Parschat "Re|e" (5. Buch Moscheh 11,26 - 16,17) S. 440/463
"Kinder seid ihr des Ewigen eures G~ttes"

"Bevorzugt ist der Mensch, daß er im Ebenbilde geschaffen ist" (Mischna "Sprüche der
Väter" III,14). Der Mensch ist ein "Ebenbild" G~ttes. An dieser göttlichen Tatsache
gibt es nichts zu rütteln, ob der Mensch sich nun dieser Eigenschaft durch sein
Verhalten würdig erweist oder nicht, ob er dieses sein inneres Wesen leugnet oder nicht
- er ist und bleibt ein Ebenbild G~ttes. Es steht nicht in seiner Macht, sein Menschsein
zu annullieren.

Wenn sich nun der Mensch dessen bewußt ist, Ebenbild G~ttes zu sein, wenn er seinen
inneren Wert kennt - und dieses Wissen selbstverständlich in allen seinen Aktivitäten
und Äußerungen zum Ausdruck kommt - widerfährt ihm noch größere Wertschätzung:
"Ein besonderer Vorzug ist's, daß es ihm zum Bewußtsein gebracht worden, daß er im
Ebenbilde geschaffen, wie es heißt: 'Denn im Ebenbilde G~ttes hat er den Menschen
geschaffen'" (ebda.). Durch Übermittlung dieser Information durch den Herrn der Welt,
Ebenbild G~ttes zu sein, ermöglichte er ihm, eine höhere Stufe göttlicher Zuneigung zu
erlangen.

"Bevorzugt sind Israel, daß sie Kinder genannt sind" (ebda.). Wir sind die Kinder des
Herrn.
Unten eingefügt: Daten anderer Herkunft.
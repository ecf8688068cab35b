use facetone_wasm::{analyze, classify_color, is_skin_color};
use image::codecs::png::PngEncoder;
use image::{ExtendedColorType, ImageEncoder, Rgb, RgbImage};
use wasm_bindgen::JsValue;
use wasm_bindgen_test::*;

fn make_portrait_png() -> Vec<u8> {
    let img = RgbImage::from_fn(300, 400, |x, y| {
        if y < 120 {
            Rgb([30, 20, 10])
        } else if (90..210).contains(&x) && (130..330).contains(&y) {
            Rgb([225, 190, 150])
        } else {
            Rgb([40, 60, 110])
        }
    });

    let mut buffer = Vec::new();
    PngEncoder::new(&mut buffer)
        .write_image(img.as_raw(), 300, 400, ExtendedColorType::Rgb8)
        .unwrap();
    buffer
}

fn get(obj: &JsValue, key: &str) -> JsValue {
    js_sys::Reflect::get(obj, &JsValue::from_str(key)).unwrap()
}

#[wasm_bindgen_test]
fn analyze_returns_plain_object() {
    let result = analyze(make_portrait_png(), JsValue::UNDEFINED).unwrap();

    assert_eq!(get(&result, "faceDetected").as_bool(), Some(true));
    assert_eq!(get(&result, "faceCount").as_f64(), Some(1.0));

    let skin = get(&get(&result, "colors"), "skin");
    assert_eq!(get(&skin, "primaryLabel").as_string().as_deref(), Some("fair"));
    assert_eq!(get(&skin, "hex").as_string().as_deref(), Some("#e1be96"));
    assert_eq!(get(&skin, "confidence").as_f64(), Some(0.8));
}

#[wasm_bindgen_test]
fn analyze_accepts_options() {
    let options = js_sys::Object::new();
    js_sys::Reflect::set(&options, &"fileName".into(), &"me.png".into()).unwrap();
    js_sys::Reflect::set(&options, &"sampleStride".into(), &JsValue::from(2)).unwrap();

    let result = analyze(make_portrait_png(), options.into()).unwrap();
    let meta = get(&result, "fileMetadata");
    assert_eq!(
        get(&meta, "originalFileName").as_string().as_deref(),
        Some("me.png")
    );
}

#[wasm_bindgen_test]
fn missing_face_is_null_region() {
    let img = RgbImage::from_pixel(100, 100, Rgb([40, 60, 110]));
    let mut png = Vec::new();
    PngEncoder::new(&mut png)
        .write_image(img.as_raw(), 100, 100, ExtendedColorType::Rgb8)
        .unwrap();

    let result = analyze(png, JsValue::NULL).unwrap();
    assert!(get(&result, "faceRegion").is_null());
    assert_eq!(get(&result, "faceDetected").as_bool(), Some(false));
}

#[wasm_bindgen_test]
fn invalid_input_returns_error() {
    assert!(analyze(b"not an image".to_vec(), JsValue::UNDEFINED).is_err());
}

#[wasm_bindgen_test]
fn classify_and_skin_helpers() {
    assert_eq!(classify_color("#1e140a", "hair").unwrap(), "black");
    assert!(classify_color("#1e140a", "nose").is_err());
    assert!(classify_color("1e140a", "hair").is_err());
    assert!(is_skin_color(200, 80, 60));
    assert!(!is_skin_color(0, 0, 0));
}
Auch diese absolute göttliche Tatsache ist unabänderlich und auch nicht von
unserem Verhalten abhängig, wie der Talmud (Traktat Kiduschin 36a) feststellt:
"...wenn ihr euch wie Söhne betragt und wenn ihr euch nicht wie Söhne betragt" - selbst
wenn sie sündigen, wenn sie Dummheiten machen, wenn sie ungläubig sind, ja selbst
wenn sie fremden Göttern nachlaufen - bleiben sie Kinder des lebendigen G~ttes, sagt
der Talmud.

Wenn wir uns nun aufgrund dieses Wissens, Kinder des Herrn zu sein, entsprechend
verhalten, wird uns besondere Zuneigung zuteil werden: "Ein besonderer Vorzug ist's,
daß es ihnen zum Bewußtsein gebracht worden, daß sie G~ttes Kinder genannt sind;
wie es heißt: 'Kinder seid ihr des Ewigen eures G~ttes'" (ebda.) - G~tt, der uns von
unserer besonderen Qualität wissen ließ, zeigt uns dadurch noch größere Zuneigung,
wodurch wir wiederum auf höhere Stufen göttlicher Wertschätzung gelangen können.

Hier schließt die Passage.